EXERCISE PROMPT
Report back every line below that carries the word "muted".

***** INFORMATION SHOWN

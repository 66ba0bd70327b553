use std::pin::Pin;

use serde::Serialize;
use tokio_stream::Stream;

/// The Power Watchdog peripheral a session is attached to.
///
/// Captured once per connection; `address` is the adapter-reported address,
/// which may differ from the configured one when discovery picked the device.
#[derive(Debug, Clone, Eq, PartialEq, Serialize)]
pub struct FoundDevice {
    adapter: String,
    address: String,
    local_name: Option<String>,
    rssi: Option<i16>,
}

impl FoundDevice {
    pub(crate) fn new(
        adapter: String,
        address: String,
        local_name: Option<String>,
        rssi: Option<i16>,
    ) -> Self {
        Self {
            adapter,
            address,
            local_name,
            rssi,
        }
    }

    /// Adapter the link runs through (e.g. `hci0`).
    #[must_use]
    pub fn adapter(&self) -> &str {
        &self.adapter
    }

    #[must_use]
    pub fn address(&self) -> &str {
        &self.address
    }

    /// Advertised name at connect time; some adapters drop it.
    #[must_use]
    pub fn local_name(&self) -> Option<&str> {
        self.local_name.as_deref()
    }

    /// Signal strength seen during discovery, in dBm.
    #[must_use]
    pub fn rssi(&self) -> Option<i16> {
        self.rssi
    }
}

/// What the coordinator needs to know about one GATT characteristic.
#[derive(Debug, Clone, Eq, PartialEq, Serialize)]
pub struct CharacteristicInfo {
    uuid: String,
    notify: bool,
    write: bool,
}

impl CharacteristicInfo {
    pub(crate) fn new(uuid: impl Into<String>, notify: bool, write: bool) -> Self {
        Self {
            uuid: uuid.into().to_ascii_lowercase(),
            notify,
            write,
        }
    }

    /// Lowercase characteristic UUID.
    #[must_use]
    pub fn uuid(&self) -> &str {
        &self.uuid
    }

    /// Whether the characteristic can notify or indicate.
    #[must_use]
    pub fn can_notify(&self) -> bool {
        self.notify
    }

    /// Whether the characteristic accepts writes, with or without response.
    #[must_use]
    pub fn can_write(&self) -> bool {
        self.write
    }
}

/// A discovered GATT service and its characteristics.
#[derive(Debug, Clone, Eq, PartialEq, Serialize)]
pub struct ServiceInfo {
    uuid: String,
    characteristics: Vec<CharacteristicInfo>,
}

impl ServiceInfo {
    pub(crate) fn new(uuid: impl Into<String>, characteristics: Vec<CharacteristicInfo>) -> Self {
        Self {
            uuid: uuid.into().to_ascii_lowercase(),
            characteristics,
        }
    }

    /// Lowercase service UUID.
    #[must_use]
    pub fn uuid(&self) -> &str {
        &self.uuid
    }

    #[must_use]
    pub fn characteristics(&self) -> &[CharacteristicInfo] {
        &self.characteristics
    }

    /// Looks up a characteristic by UUID, ignoring case.
    #[must_use]
    pub fn characteristic(&self, uuid: &str) -> Option<&CharacteristicInfo> {
        self.characteristics
            .iter()
            .find(|characteristic| characteristic.uuid.eq_ignore_ascii_case(uuid))
    }
}

/// Finds a service by UUID, ignoring case.
pub(crate) fn find_service<'a>(services: &'a [ServiceInfo], uuid: &str) -> Option<&'a ServiceInfo> {
    services
        .iter()
        .find(|service| service.uuid.eq_ignore_ascii_case(uuid))
}

/// Events delivered by a subscribed link.
#[derive(Debug, Clone, Eq, PartialEq)]
pub enum LinkEvent {
    /// Raw notification payload from the subscribed characteristic.
    Notification(Vec<u8>),
    /// The peripheral dropped the connection.
    Disconnected,
}

/// Stream of link events; ends when the backend stops delivering them.
pub type LinkEventStream = Pin<Box<dyn Stream<Item = LinkEvent> + Send>>;

#[cfg(test)]
mod tests {
    use pretty_assertions::assert_eq;

    use super::*;

    #[test]
    fn lookups_ignore_uuid_case() {
        let services = vec![ServiceInfo::new(
            "000000FF-0000-1000-8000-00805F9B34FB",
            vec![CharacteristicInfo::new("0000FF01-0000-1000-8000-00805F9B34FB", true, true)],
        )];

        let service = find_service(&services, "000000ff-0000-1000-8000-00805f9b34fb")
            .expect("service is found");
        let characteristic = service
            .characteristic("0000ff01-0000-1000-8000-00805f9b34fb")
            .expect("characteristic is found");
        assert_eq!("0000ff01-0000-1000-8000-00805f9b34fb", characteristic.uuid());
        assert!(characteristic.can_notify());
    }

    #[test]
    fn unknown_characteristic_is_absent() {
        let service = ServiceInfo::new("0000ffe0-0000-1000-8000-00805f9b34fb", Vec::new());
        assert_eq!(None, service.characteristic("0000ffe1-0000-1000-8000-00805f9b34fb"));
    }
}
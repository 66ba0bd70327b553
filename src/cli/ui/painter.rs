use owo_colors::{OwoColorize, Style as OwoStyle};

use crate::coordinator::ConnectionPhase;

/// Applies colour and style to terminal text.
#[derive(Debug)]
pub(crate) struct Painter {
    use_colour: bool,
}

impl Painter {
    /// Creates a painter with explicit colour control.
    pub(crate) fn new(use_colour: bool) -> Self {
        Self { use_colour }
    }

    pub(crate) fn heading<T: AsRef<str>>(&self, text: T) -> String {
        self.paint(text.as_ref(), OwoStyle::new().bold().cyan())
    }

    pub(crate) fn success<T: AsRef<str>>(&self, text: T) -> String {
        self.paint(text.as_ref(), OwoStyle::new().bold().green())
    }

    pub(crate) fn warning<T: AsRef<str>>(&self, text: T) -> String {
        self.paint(text.as_ref(), OwoStyle::new().bold().yellow())
    }

    pub(crate) fn danger<T: AsRef<str>>(&self, text: T) -> String {
        self.paint(text.as_ref(), OwoStyle::new().bold().red())
    }

    pub(crate) fn muted<T: AsRef<str>>(&self, text: T) -> String {
        self.paint(text.as_ref(), OwoStyle::new().dimmed())
    }

    pub(crate) fn value<T: AsRef<str>>(&self, text: T) -> String {
        self.paint(text.as_ref(), OwoStyle::new().bold())
    }

    /// Paints a connection phase by how usable the link is.
    pub(crate) fn phase(&self, phase: ConnectionPhase) -> String {
        let label = phase.to_string();
        match phase {
            ConnectionPhase::Connected => self.success(label),
            ConnectionPhase::Connecting | ConnectionPhase::Initializing => self.value(label),
            ConnectionPhase::Reconnecting { .. } | ConnectionPhase::Disconnected => {
                self.warning(label)
            }
            ConnectionPhase::TornDown => self.muted(label),
        }
    }

    fn paint(&self, text: &str, style: OwoStyle) -> String {
        if self.use_colour {
            format!("{}", text.style(style))
        } else {
            text.to_string()
        }
    }
}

**********

EXERCISE SOLUTION
    pub(crate) fn muted<T: AsRef<str>>(&self, text: T) -> String {
            ConnectionPhase::TornDown => self.muted(label),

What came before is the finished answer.